Consumer behavior should change, that is the only way to drive adoption of smart and energy-efficient building technologies. After a false start in the 1990s, electric car sales have been rising sharply in the last decade as all major car companies followed Tesla’s lead into a green transport revolution. Electric cars are even becoming smart, connected, and autonomous at a seemingly faster pace than buildings and this is coming about, in large part, due to significant green consumer attention on gas-guzzling motor vehicles. The reality, however, is that transport as a whole accounts for approximately 25% of energy consumption, versus 40% for buildings, and cars only account for a portion of that transport sector.
There are many ways to slice bread, of course, and how you divide buildings from industry or account for the buildings in the transport sector is not an exact science. There are other issues with the comparison too, like grid electricity vs fuel, building vs vehicle lifespans, or the categorization of electric vehicles and their charging stations, but what the results tell us is that buildings should, at least, be an equal part of the public climate change debate. Many of the people who pay a premium for an electric vehicle will work in inefficient buildings, recycling has long been normalized in many parts of the world, and oil companies are public enemy number one, but the average person still doesn’t know what a smart building is.
“Picking just the low-hanging fruits of green efficiency is not enough to make real progress in the fight against climate change. The phasing out of incandescent lighting for LED technology was relatively easy considering the lifespan of light bulbs is measured in months. The ongoing transition to electric mobility is a greater challenge with vehicles typically lasting for years or decades, but still a relatively simple shift in the wider context,” we wrote in a January article. “To really alter the course of the environmental crisis we must tackle the biggest challenges to our climate goals, such as the efficiency of our long-lived buildings that contribute approximately 40% of global carbon emissions.”
A green revolution in road transport may well be easier to achieve than the same kind of change in the real estate sector, but that is all the more reason for the public pressure to be on inefficient buildings. That public pressure makes a difference on consumer trends, recruitment decisions, government (and opposition) policy, and often on the public relations budgets of those firms under the spotlight.
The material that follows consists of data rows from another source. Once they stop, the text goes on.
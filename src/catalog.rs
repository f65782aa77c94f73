use std::{collections::HashMap, io::Cursor, path::PathBuf};

use log::info;

use crate::{
    config::Config,
    error::DbError,
    io::{Decodeable, Encodeable, SmallFile},
    storage::{heap::page::HeapPage, Schema},
    types::DbResult,
};

/// One declared B+-tree index over a table: which columns form its
/// key, in order, and the id that namespaces its on-disk pages
/// (distinct from the table's own id, so two indexes on the same table
/// don't collide in the same index file).
#[derive(Clone)]
pub struct IndexInfo {
    pub id: u32,
    pub name: String,
    pub key_columns: Vec<usize>,
}

impl IndexInfo {
    pub fn key_schema(&self, table_schema: &Schema) -> Schema {
        Schema::new(self.key_columns.iter().map(|&i| table_schema.columns[i].clone()).collect())
    }
}

/// Everything the engine needs to know about one table: its schema,
/// the list of declared indexes built over it (the first is always the
/// primary-key index created alongside the table), and the derived
/// heap page layout.
#[derive(Clone)]
pub struct TableInfo {
    pub id: u32,
    pub name: String,
    pub schema: Schema,
    pub indexes: Vec<IndexInfo>,
    pub record_size: usize,
    pub records_per_page: usize,
}

impl TableInfo {
    /// The index built over the table's primary-key columns, always
    /// declared first.
    pub fn primary_index(&self) -> &IndexInfo {
        &self.indexes[0]
    }

    pub fn key_columns(&self) -> &[usize] {
        &self.primary_index().key_columns
    }

    pub fn key_schema(&self) -> Schema {
        self.primary_index().key_schema(&self.schema)
    }

    /// The declared index whose leading key column is `field_index`, if
    /// any. A predicate on that column is the one a scan can push into
    /// this index's descent.
    pub fn index_leading_on(&self, field_index: usize) -> Option<&IndexInfo> {
        self.indexes.iter().find(|idx| idx.key_columns.first() == Some(&field_index))
    }

    pub fn index_by_name(&self, name: &str) -> Option<&IndexInfo> {
        self.indexes.iter().find(|idx| idx.name == name)
    }
}

/// The table/schema registry. Persisted to its own small metadata file
/// rather than as a self-hosted system table: the registry itself must
/// be readable before any table, including one holding its own
/// metadata, could be opened.
pub struct Catalog {
    tables: HashMap<u32, TableInfo>,
    by_name: HashMap<String, u32>,
    next_id: u32,
    catalog_path: PathBuf,
    page_size: usize,
}

impl Catalog {
    pub fn new(config: &Config) -> Self {
        let mut catalog = Self {
            tables: HashMap::new(),
            by_name: HashMap::new(),
            next_id: 1,
            catalog_path: config.data_dir.join("catalog.meta"),
            page_size: config.page_size,
        };
        catalog.load();
        catalog
    }

    fn load(&mut self) {
        if !self.catalog_path.exists() {
            return;
        }
        let mut file = SmallFile::new(&self.catalog_path);
        let size = match file.get_size() {
            Ok(s) if s > 0 => s,
            _ => return,
        };
        let bytes = match file.read_exact_at(0, size as usize) {
            Ok(b) => b,
            Err(_) => return,
        };
        let mut cursor = Cursor::new(bytes);
        let count = u32::decode_from(&mut cursor);
        for _ in 0..count {
            let id = u32::decode_from(&mut cursor);
            let name = String::decode_from(&mut cursor);
            let schema = Schema::decode_from(&mut cursor);
            let index_count = u32::decode_from(&mut cursor);
            let indexes: Vec<IndexInfo> = (0..index_count)
                .map(|_| {
                    let index_id = u32::decode_from(&mut cursor);
                    let index_name = String::decode_from(&mut cursor);
                    let key_len = u32::decode_from(&mut cursor);
                    let key_columns = (0..key_len).map(|_| u32::decode_from(&mut cursor) as usize).collect();
                    IndexInfo { id: index_id, name: index_name, key_columns }
                })
                .collect();
            let record_size = schema.record_size();
            let records_per_page = HeapPage::capacity_for(record_size, self.page_size).max(1);

            self.next_id = self.next_id.max(id + 1);
            for idx in &indexes {
                self.next_id = self.next_id.max(idx.id + 1);
            }
            self.by_name.insert(name.clone(), id);
            self.tables.insert(id, TableInfo { id, name, schema, indexes, record_size, records_per_page });
        }
    }

    fn save(&self) -> DbResult<()> {
        let mut buf = Vec::new();
        buf.extend_from_slice(&(self.tables.len() as u32).encode());
        for info in self.tables.values() {
            buf.extend_from_slice(&info.id.encode());
            buf.extend_from_slice(&info.name.encode());
            buf.extend_from_slice(&info.schema.encode());
            buf.extend_from_slice(&(info.indexes.len() as u32).encode());
            for idx in &info.indexes {
                buf.extend_from_slice(&idx.id.encode());
                buf.extend_from_slice(&idx.name.encode());
                buf.extend_from_slice(&(idx.key_columns.len() as u32).encode());
                for &k in &idx.key_columns {
                    buf.extend_from_slice(&(k as u32).encode());
                }
            }
        }
        let file = SmallFile::new(&self.catalog_path);
        file.set_len(0)?;
        let mut file = file;
        file.write_at(0, &buf)?;
        file.flush()
    }

    fn alloc_id(&mut self) -> u32 {
        let id = self.next_id;
        self.next_id += 1;
        id
    }

    pub fn create_table(&mut self, name: &str, schema: Schema, key_columns: Vec<usize>) -> DbResult<u32> {
        if self.by_name.contains_key(name) {
            return Err(DbError::duplicate_key(format!("table {} already exists", name)));
        }
        let id = self.alloc_id();
        let record_size = schema.record_size();
        let records_per_page = HeapPage::capacity_for(record_size, self.page_size).max(1);

        let primary_index = IndexInfo { id: self.alloc_id(), name: format!("{}_pkey", name), key_columns };

        self.by_name.insert(name.to_string(), id);
        self.tables.insert(
            id,
            TableInfo { id, name: name.to_string(), schema, indexes: vec![primary_index], record_size, records_per_page },
        );
        self.save()?;
        info!("created table '{}' (id {})", name, id);
        Ok(id)
    }

    pub fn drop_table(&mut self, name: &str) -> DbResult<TableInfo> {
        let id = self.by_name.remove(name).ok_or_else(|| DbError::not_found(format!("table {}", name)))?;
        let info = self.tables.remove(&id).expect("by_name/tables out of sync");
        self.save()?;
        info!("dropped table '{}' (id {})", name, id);
        Ok(info)
    }

    /// Declares a new secondary index over `table_name` and returns its
    /// `IndexInfo`; the caller is responsible for actually populating it
    /// from the table's current rows.
    pub fn create_index(&mut self, table_name: &str, index_name: &str, key_columns: Vec<usize>) -> DbResult<IndexInfo> {
        let id = self.by_name.get(table_name).copied().ok_or_else(|| DbError::not_found(format!("table {}", table_name)))?;
        {
            let info = self.tables.get(&id).expect("by_name/tables out of sync");
            if info.index_by_name(index_name).is_some() {
                return Err(DbError::duplicate_key(format!("index {} already exists", index_name)));
            }
        }
        let index = IndexInfo { id: self.alloc_id(), name: index_name.to_string(), key_columns };
        self.tables.get_mut(&id).expect("by_name/tables out of sync").indexes.push(index.clone());
        self.save()?;
        info!("created index '{}' on table '{}'", index_name, table_name);
        Ok(index)
    }

    pub fn drop_index(&mut self, table_name: &str, index_name: &str) -> DbResult<IndexInfo> {
        let id = self.by_name.get(table_name).copied().ok_or_else(|| DbError::not_found(format!("table {}", table_name)))?;
        let info = self.tables.get_mut(&id).expect("by_name/tables out of sync");
        if info.indexes.len() == 1 && info.indexes[0].name == index_name {
            return Err(DbError::Corruption(format!("cannot drop primary index {} of table {}", index_name, table_name)));
        }
        let pos = info.indexes.iter().position(|idx| idx.name == index_name).ok_or_else(|| DbError::not_found(format!("index {}", index_name)))?;
        let removed = info.indexes.remove(pos);
        self.save()?;
        info!("dropped index '{}' on table '{}'", index_name, table_name);
        Ok(removed)
    }

    /// Drops an index by name alone, without the caller needing to know
    /// which table declares it (bare `DROP INDEX idx` has no `ON table`
    /// clause in this SQL surface).
    pub fn drop_index_by_name(&mut self, index_name: &str) -> DbResult<IndexInfo> {
        let table_name = self
            .tables
            .values()
            .find(|t| t.index_by_name(index_name).is_some())
            .map(|t| t.name.clone())
            .ok_or_else(|| DbError::not_found(format!("index {}", index_name)))?;
        self.drop_index(&table_name, index_name)
    }

    pub fn table(&self, id: u32) -> Option<&TableInfo> {
        self.tables.get(&id)
    }

    pub fn table_by_name(&self, name: &str) -> Option<&TableInfo> {
        self.by_name.get(name).and_then(|id| self.tables.get(id))
    }

    pub fn table_id(&self, name: &str) -> Option<u32> {
        self.by_name.get(name).copied()
    }

    pub fn table_names(&self) -> Vec<String> {
        self.by_name.keys().cloned().collect()
    }

    pub fn record_layout(&self, table_id: u32) -> Option<(usize, usize)> {
        self.tables.get(&table_id).map(|t| (t.record_size, t.records_per_page))
    }

    pub fn key_schema(&self, table_id: u32) -> Option<Schema> {
        self.tables.get(&table_id).map(|t| t.key_schema())
    }
}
The “green consumer” is now an undeniable market force in developed economies and the same social influence has proven its ability to drive all kinds of environmental behavior.
“Harnessing the power of social influence is one of the most effective ways to elicit pro-environmental behaviors in consumption as well. Telling online shoppers that other people were buying eco-friendly products led to a 65% increase in making at least one sustainable purchase,” reads one Harvard Business Review study. “A major predictor of solar panel installation is whether their close-by neighbors have done so, and telling university students that other commuters were using more-sustainable modes of transportation led them to use sustainable transport five times as often as did those who were simply given information about alternatives.”
If having an inefficient home got the same social reaction as having a gas-guzzling car, then we would have more efficient homes. If working for inefficient building developers got the same social reaction as working for an oil giant, then maybe green property developers would get a greater share of the best talent and drive green change. If consumer boycotts targeted firms for having inefficient workplaces in the same way they do for supporting fracking, then we’d have a lot more smart buildings. Maybe it is time to put inefficient buildings in the public climate change spotlight and reap the smart rewards.